Regulation of murine hematopoietic stem cell quiescence by Dmtf1

Abstract

AbstractThe cell-cycle status of hematopoietic stem cells (HSCs) is tightly regulated, most likely to balance maintenance of stem-cell status through quiescence and expansion/differentiation of the hematopoietic system. Tumor-suppressor genes (TSGs), with their cell cycle–regulatory functions, play important roles in HSC regulation. The cyclin-D binding myb-like transcription factor 1 (Dmtf1) was recently recognized as a TSG involved in human cancers by repressing oncogenic Ras/Raf signaling. However, the role of Dmtf1 in the hematopoietic system is entirely unknown.
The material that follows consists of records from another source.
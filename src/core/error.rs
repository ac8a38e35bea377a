//! Engine error taxonomy.
//!
//! Only configuration and lifecycle misuse surface as errors. Command
//! rejection and write conflicts are ordinary simulation outcomes: a
//! rejected command fails its own response, and corruption is reported
//! through cell state, never thrown.

use thiserror::Error;

use crate::grid::CellState;

/// Errors raised by game configuration and lifecycle misuse.
///
/// None of these corrupt engine state; the failing call simply has no
/// effect.
#[derive(Clone, Debug, PartialEq, Eq, Error)]
pub enum GameError {
    /// `start` was called with a zero round budget.
    #[error("number of rounds must be greater than zero")]
    InvalidRounds,

    /// `start` was called twice.
    #[error("game has already been started")]
    AlreadyStarted,

    /// A round was requested before `start`.
    #[error("game has not been started")]
    NotStarted,

    /// `register_player` was called after `start`.
    #[error("players can only register before the game starts")]
    RegistrationClosed,

    /// The roster is limited by the width of `PlayerId`.
    #[error("at most 255 players can register")]
    RosterFull,

    /// The initial grid may only contain stored states; the owner-masked
    /// variants exist solely in scan output.
    #[error("{0:?} is not a storable cell state")]
    InvalidInitialState(CellState),
}

#[cfg(test)]
mod tests {
    use super::*;

    #[test]
    fn test_error_messages() {
        assert_eq!(
            GameError::InvalidRounds.to_string(),
            "number of rounds must be greater than zero"
        );
        assert_eq!(
            GameError::InvalidInitialState(CellState::OwnedAllocated).to_string(),
            "OwnedAllocated is not a storable cell state"
        );
    }
}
In the present study, we demonstrate that Dmtf1 regulates HSC function under both steady-state and stress conditions. Dmtf1−/− mice showed increased blood cell counts in multiple parameters, and their progenitor cells had increased proliferation and accelerated cell-cycle progression. In addition, long-term HSCs from Dmtf1−/− mice had a higher self-renewal capacity that was clearly demonstrated in secondary recipients in serial transplantation studies. Dmtf1−/− BM cells showed hyper proliferation after 5-fluorouracil–induced myeloablation. Steady-state expression and Induction of CDKN1a (p21) and Arf were impaired in HSCs from Dmtf1−/− mice. The function of Dmtf1 was mediated by both Arf-dependent and Arf-independent pathways. Our results implicate Dmtf1 in the regulation of HSC function through novel cell cycle–regulatory mechanisms.